Ganz so jedenfalls stimmt das nicht:
Die englische Küche ist sicher besser als Ruf, über französische Verwaltung kann ich mich bislang nicht beklagen, und amerikanische Liebhaber sind spätestens seit Billyboy Clinton rehabilitiert (wer sonst wäre auf derartige Verwendung einer Zigarre gekommen ???).

Bleibt die deutsche Fernsehunterhaltung...
Hier gibt es freilich neben Lichtblicken wie Harald Schmidt und Wilfried Schmickler und erfreulich schrägem Unsinn wie "Zimmer frei" wenig erfreuliches zu berichten. Vor allem die sogenannte "beste Sendezeit" wird mehr und mehr zum Debilentrip.
Wir hatten Schreinemakers live und Verona mit den Dativ, wir hatten Big Brother und bigger flops (Girlscamp, Big Diet und Co.), Verstehen Sie Spaß und Wetten daß, und wem das nicht reichte, dem gab DsdS gnadenlos den Rest.

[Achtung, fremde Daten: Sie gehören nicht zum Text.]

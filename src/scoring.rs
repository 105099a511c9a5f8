//! Reward policies.
//!
//! - Equal split: a challenge's reward is spread over its steps; the last step
//!   absorbs rounding so a full run pays out exactly `reward_points`.
//! - Flat plus streak: each step pays its flat reward times
//!   `min(1 + streak * rate, cap)`, floored.
//!
//! Multipliers are evaluated in thousandths so flooring is exact
//! (10 x 1.3 is 13, not 12).

use serde::{Deserialize, Serialize};

use crate::domain::Challenge;
use crate::error::RunnerError;

const MILLI: u64 = 1000;

#[derive(Clone, Copy, Debug, PartialEq, Serialize, Deserialize)]
pub struct StreakBonus {
  /// Multiplier growth per consecutive correct answer (0.1 = +10%).
  pub rate: f64,
  /// Optional ceiling on the multiplier itself (e.g. 3.0).
  #[serde(default)]
  pub cap: Option<f64>,
}

impl Default for StreakBonus {
  fn default() -> Self {
    Self { rate: 0.1, cap: None }
  }
}

impl StreakBonus {
  /// Multiplier in thousandths for a given streak.
  pub fn multiplier_milli(&self, streak: u32) -> u64 {
    let rate = to_milli(self.rate);
    let raw = MILLI.saturating_add(rate.saturating_mul(u64::from(streak)));
    match self.cap {
      Some(cap) => raw.min(to_milli(cap).max(MILLI)),
      None => raw,
    }
  }

  pub fn apply(&self, base: u32, streak: u32) -> u32 {
    scale_milli(base, self.multiplier_milli(streak))
  }
}

/// `floor(value * milli / 1000)`, saturating at `u32::MAX`.
fn scale_milli(value: u32, milli: u64) -> u32 {
  let scaled = u128::from(value) * u128::from(milli) / u128::from(MILLI);
  u32::try_from(scaled).unwrap_or(u32::MAX)
}

fn to_milli(v: f64) -> u64 {
  if v.is_finite() && v > 0.0 { (v * MILLI as f64).round() as u64 } else { 0 }
}

#[derive(Clone, Copy, Debug, PartialEq, Serialize, Deserialize)]
#[serde(tag = "policy", rename_all = "snake_case")]
pub enum RewardPolicy {
  EqualSplit,
  FlatStreak(StreakBonus),
}

/// Per-submission context the runner supplies. The scorer keeps no state.
#[derive(Clone, Copy, Debug, Default, PartialEq, Eq)]
pub struct StepContext {
  /// Consecutive correct answers immediately preceding this one.
  pub streak: u32,
}

pub fn points_for_step(
  policy: &RewardPolicy,
  challenge: &Challenge,
  step_index: usize,
  ctx: StepContext,
) -> Result<u32, RunnerError> {
  let len = challenge.steps.len();
  let step = challenge
    .steps
    .get(step_index)
    .ok_or(RunnerError::OutOfRange { cursor: step_index, len })?;

  Ok(match policy {
    RewardPolicy::EqualSplit => {
      let reward = challenge.reward_points;
      equal_split_cumulative(reward, len, step_index + 1) - equal_split_cumulative(reward, len, step_index)
    }
    RewardPolicy::FlatStreak(bonus) => {
      let base = step.reward_points.unwrap_or(challenge.reward_points);
      bonus.apply(base, ctx.streak)
    }
  })
}

/// Total paid out after the first `k` steps.
fn equal_split_cumulative(reward: u32, len: usize, k: usize) -> u32 {
  if k >= len {
    return reward;
  }
  let (reward, n) = (u64::from(reward), len as u64);
  // round-half-up of reward / n
  let base = (2 * reward + n) / (2 * n);
  (base * k as u64).min(reward) as u32
}

/// End-of-drill bonus: `floor(points * rate)`.
pub fn completion_bonus(points: u32, rate: f64) -> u32 {
  scale_milli(points, to_milli(rate))
}

/// Session total. Equal-split sessions pay exactly `reward_points` once complete.
pub fn final_tally(policy: &RewardPolicy, challenge: &Challenge, earned: u32, complete: bool) -> u32 {
  match policy {
    RewardPolicy::EqualSplit if complete => challenge.reward_points,
    _ => earned,
  }
}

#[cfg(test)]
mod tests {
  use super::*;
  use crate::domain::{Category, Difficulty, Step};

  fn challenge(reward: u32, n: usize) -> Challenge {
    Challenge {
      id: "score".into(),
      title: "Score".into(),
      description: String::new(),
      category: Category::Docker,
      difficulty: Difficulty::Medium,
      reward_points: reward,
      steps: (0..n).map(|i| Step::new(format!("s{i}"), format!("c{i}"))).collect(),
    }
  }

  fn split(reward: u32, n: usize) -> Vec<u32> {
    let c = challenge(reward, n);
    (0..n)
      .map(|i| points_for_step(&RewardPolicy::EqualSplit, &c, i, StepContext::default()).unwrap())
      .collect()
  }

  #[test]
  fn equal_split_even() {
    assert_eq!(split(10, 2), vec![5, 5]);
    assert_eq!(split(100, 4), vec![25, 25, 25, 25]);
  }

  #[test]
  fn equal_split_last_step_absorbs_remainder() {
    assert_eq!(split(75, 6), vec![13, 13, 13, 13, 13, 10]);
    assert_eq!(split(100, 6).iter().sum::<u32>(), 100);
    assert_eq!(split(6, 4).iter().sum::<u32>(), 6);
  }

  #[test]
  fn equal_split_never_overpays_when_rounding_up() {
    // round(7/10) = 1, nine steps of 1 would leave -2 for the last one.
    let awards = split(7, 10);
    assert_eq!(awards.iter().sum::<u32>(), 7);
    assert_eq!(awards[9], 0);
  }

  #[test]
  fn streak_multiplier_floors() {
    let bonus = StreakBonus { rate: 0.1, cap: None };
    assert_eq!(bonus.apply(1, 0), 1);
    assert_eq!(bonus.apply(1, 1), 1);
    assert_eq!(bonus.apply(1, 2), 1);
    assert_eq!(bonus.apply(10, 3), 13);
    assert_eq!(bonus.apply(15, 1), 16);
  }

  #[test]
  fn streak_multiplier_respects_cap() {
    let bonus = StreakBonus { rate: 0.25, cap: Some(3.0) };
    assert_eq!(bonus.multiplier_milli(4), 2000);
    assert_eq!(bonus.multiplier_milli(8), 3000);
    assert_eq!(bonus.multiplier_milli(40), 3000);
    assert_eq!(bonus.apply(10, 40), 30);
  }

  #[test]
  fn flat_streak_prefers_step_reward() {
    let mut c = challenge(5, 2);
    c.steps[1].reward_points = Some(20);
    let policy = RewardPolicy::FlatStreak(StreakBonus::default());
    assert_eq!(points_for_step(&policy, &c, 0, StepContext { streak: 0 }).unwrap(), 5);
    assert_eq!(points_for_step(&policy, &c, 1, StepContext { streak: 1 }).unwrap(), 22);
  }

  #[test]
  fn out_of_range_step_is_an_error() {
    let c = challenge(10, 2);
    let err = points_for_step(&RewardPolicy::EqualSplit, &c, 2, StepContext::default()).unwrap_err();
    assert_eq!(err, RunnerError::OutOfRange { cursor: 2, len: 2 });
  }

  #[test]
  fn huge_rates_saturate_instead_of_overflowing() {
    let bonus = StreakBonus { rate: 1e20, cap: None };
    assert_eq!(bonus.apply(25, 1), u32::MAX);
    assert_eq!(bonus.apply(0, 5), 0);
    assert_eq!(completion_bonus(1000, 1e17), u32::MAX);
    assert_eq!(completion_bonus(1000, f64::INFINITY), 0);
  }

  #[test]
  fn completion_bonus_floors() {
    assert_eq!(completion_bonus(41, 0.5), 20);
    assert_eq!(completion_bonus(0, 0.5), 0);
    assert_eq!(completion_bonus(41, 0.0), 0);
  }

  #[test]
  fn final_tally_by_policy() {
    let c = challenge(10, 2);
    assert_eq!(final_tally(&RewardPolicy::EqualSplit, &c, 10, true), 10);
    assert_eq!(final_tally(&RewardPolicy::EqualSplit, &c, 5, false), 5);
    let streak = RewardPolicy::FlatStreak(StreakBonus::default());
    assert_eq!(final_tally(&streak, &c, 37, true), 37);
  }
}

Richtig schlimm wurde es immer dann, wenn Fernsehen und BILD Doppelpaß spielten, um irgendwelche zweitklassigen Epigonen in den Rang von Trash-Ikonen zu erheben.

So gab es Zlatko und Jürgen, Verona, Naddel und ungezählte namenlose Luder ebenso wie Guildo und Raab, Westerwelle im Container (wäre er doch da geblieben !!!) neuerdings dann Daniel K. (*hüstel* Wen bitte meinst du mit Daniel K.? ~ Anmerkung der Red.) und Alexander - alle mit der Halbwertszeit eines Wahlkampfversprechens. Aus den Augen - aus dem Sinn.
Und das ist auch gut so.

Weniger gut freilich ist der neueste Geniestreich, der ein nahezu perfektes joint venture von BILD und Fernsehen darstellt: Die russische Girliecombo t.A.t.U.

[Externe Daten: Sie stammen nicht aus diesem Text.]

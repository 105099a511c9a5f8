//! Loading lab configuration (drill rules + optional scenario/command bank) from TOML.
//!
//! Example:
//!
//! ```toml
//! [drill]
//! time_budget_secs = 90
//! streak_bonus_rate = 0.25
//! streak_multiplier_cap = 3.0
//!
//! [[scenarios]]
//! id = "scenario-nginx-502"
//! title = "Nginx returns 502"
//! category = "linux"
//! difficulty = "medium"
//! reward_points = 60
//!
//! [[scenarios.steps]]
//! instruction = "Check whether the upstream is listening."
//! expected_answer = "ss -tlnp"
//! alternate_answers = ["netstat -tlnp"]
//!
//! [[commands]]
//! id = "ss-1"
//! description = "List listening TCP sockets"
//! command = "ss -tln"
//! category = "linux"
//! xp = 10
//! ```

use serde::Deserialize;
use tracing::{error, info};
use uuid::Uuid;

use crate::domain::{Category, Challenge, CommandCard, Difficulty, Step};
use crate::error::ConfigError;
use crate::runner::DrillRules;
use crate::scoring::StreakBonus;

#[derive(Clone, Debug, Deserialize, Default)]
pub struct LabConfig {
  #[serde(default)]
  pub drill: DrillCfg,
  #[serde(default)]
  pub scenarios: Vec<ScenarioCfg>,
  #[serde(default)]
  pub commands: Vec<CommandCard>,
}

/// Drill tuning. `time_budget_secs = 0` plays untimed.
#[derive(Clone, Debug, Deserialize)]
#[serde(default)]
pub struct DrillCfg {
  pub time_budget_secs: u32,
  pub streak_bonus_rate: f64,
  pub streak_multiplier_cap: Option<f64>,
  pub completion_bonus_rate: f64,
}

impl Default for DrillCfg {
  fn default() -> Self {
    Self {
      time_budget_secs: 120,
      streak_bonus_rate: 0.1,
      streak_multiplier_cap: None,
      completion_bonus_rate: 0.5,
    }
  }
}

/// Upper bound for `streak_bonus_rate` and `completion_bonus_rate`.
pub const MAX_RATE: f64 = 100.0;

impl DrillCfg {
  /// Rates must be finite and within `0..=MAX_RATE`; a cap must be at least 1.
  pub fn validate(&self) -> Result<(), ConfigError> {
    check_rate("streak_bonus_rate", self.streak_bonus_rate)?;
    check_rate("completion_bonus_rate", self.completion_bonus_rate)?;
    if let Some(cap) = self.streak_multiplier_cap {
      if !cap.is_finite() || !(1.0..=MAX_RATE).contains(&cap) {
        return Err(ConfigError::Drill {
          field: "streak_multiplier_cap",
          reason: format!("{cap} is outside 1..={MAX_RATE}"),
        });
      }
    }
    Ok(())
  }

  pub fn rules(&self) -> DrillRules {
    DrillRules {
      time_budget_secs: (self.time_budget_secs > 0).then_some(self.time_budget_secs),
      streak: StreakBonus { rate: self.streak_bonus_rate, cap: self.streak_multiplier_cap },
      completion_bonus_rate: self.completion_bonus_rate,
    }
  }
}

fn check_rate(field: &'static str, rate: f64) -> Result<(), ConfigError> {
  if rate.is_finite() && (0.0..=MAX_RATE).contains(&rate) {
    Ok(())
  } else {
    Err(ConfigError::Drill { field, reason: format!("{rate} is outside 0..={MAX_RATE}") })
  }
}

/// Scenario entry accepted in TOML configuration. Missing ids get a fresh uuid.
#[derive(Clone, Debug, Deserialize)]
pub struct ScenarioCfg {
  #[serde(default)] pub id: Option<String>,
  pub title: String,
  #[serde(default)] pub description: String,
  pub category: Category,
  #[serde(default)] pub difficulty: Difficulty,
  #[serde(default)] pub reward_points: u32,
  #[serde(default)] pub steps: Vec<Step>,
}

impl ScenarioCfg {
  pub fn into_challenge(self) -> Challenge {
    Challenge {
      id: self.id.unwrap_or_else(|| Uuid::new_v4().to_string()),
      title: self.title,
      description: self.description,
      category: self.category,
      difficulty: self.difficulty,
      reward_points: self.reward_points,
      steps: self.steps,
    }
  }
}

pub fn parse_lab_config(s: &str) -> Result<LabConfig, ConfigError> {
  let cfg = toml::from_str::<LabConfig>(s)?;
  cfg.drill.validate()?;
  Ok(cfg)
}

/// Attempt to load `LabConfig` from LAB_CONFIG_PATH. On any IO, parse or validation error, returns None.
pub fn load_lab_config_from_env() -> Option<LabConfig> {
  let path = std::env::var("LAB_CONFIG_PATH").ok()?;
  match std::fs::read_to_string(&path) {
    Ok(s) => match parse_lab_config(&s) {
      Ok(cfg) => {
        info!(target: "opsdrill", %path, scenarios = cfg.scenarios.len(), commands = cfg.commands.len(), "Loaded lab config (TOML)");
        Some(cfg)
      }
      Err(e) => {
        error!(target: "opsdrill", %path, error = %e, "Failed to load TOML config");
        None
      }
    },
    Err(e) => {
      error!(target: "opsdrill", %path, error = %e, "Failed to read TOML config file");
      None
    }
  }
}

Denn hier kommen alle möglichen, eigentlich vergessen geglaubten Klischees, auf einmal hoch: Angeblich sind sie lesbisch und zugleich nymphoman, trinkfest und unschuldig, jung und zugleich abgebrüht und nie um einen flotten Spruch verlegen.

Die Musik spielt dabei nur eine Nebenrolle - sie ist gewiß nicht schlechter als der Rest, den das Formatradio dudelt. Aber eben auch nicht besser, und von daher sicher nicht der Stoff, aus dem die Hits sind.

Also wird gehyped, was das Zeug hält.

Der Bastelkasten "Ich bau mir einen Star" sieht in diesem Fall so aus:

Vor ihrem Auftritt bei Wetten daß konnte man erleben, wie sich die BILD-Zeitung Tag für Tag mehr ins Delirium textete. Dies macht durchaus Sinn, denn der gewählte Superstar Alexander taugt einfach nicht dazu - er ist gelackt, langweilig, uninteressant und nicht Schlagzeilentauglich.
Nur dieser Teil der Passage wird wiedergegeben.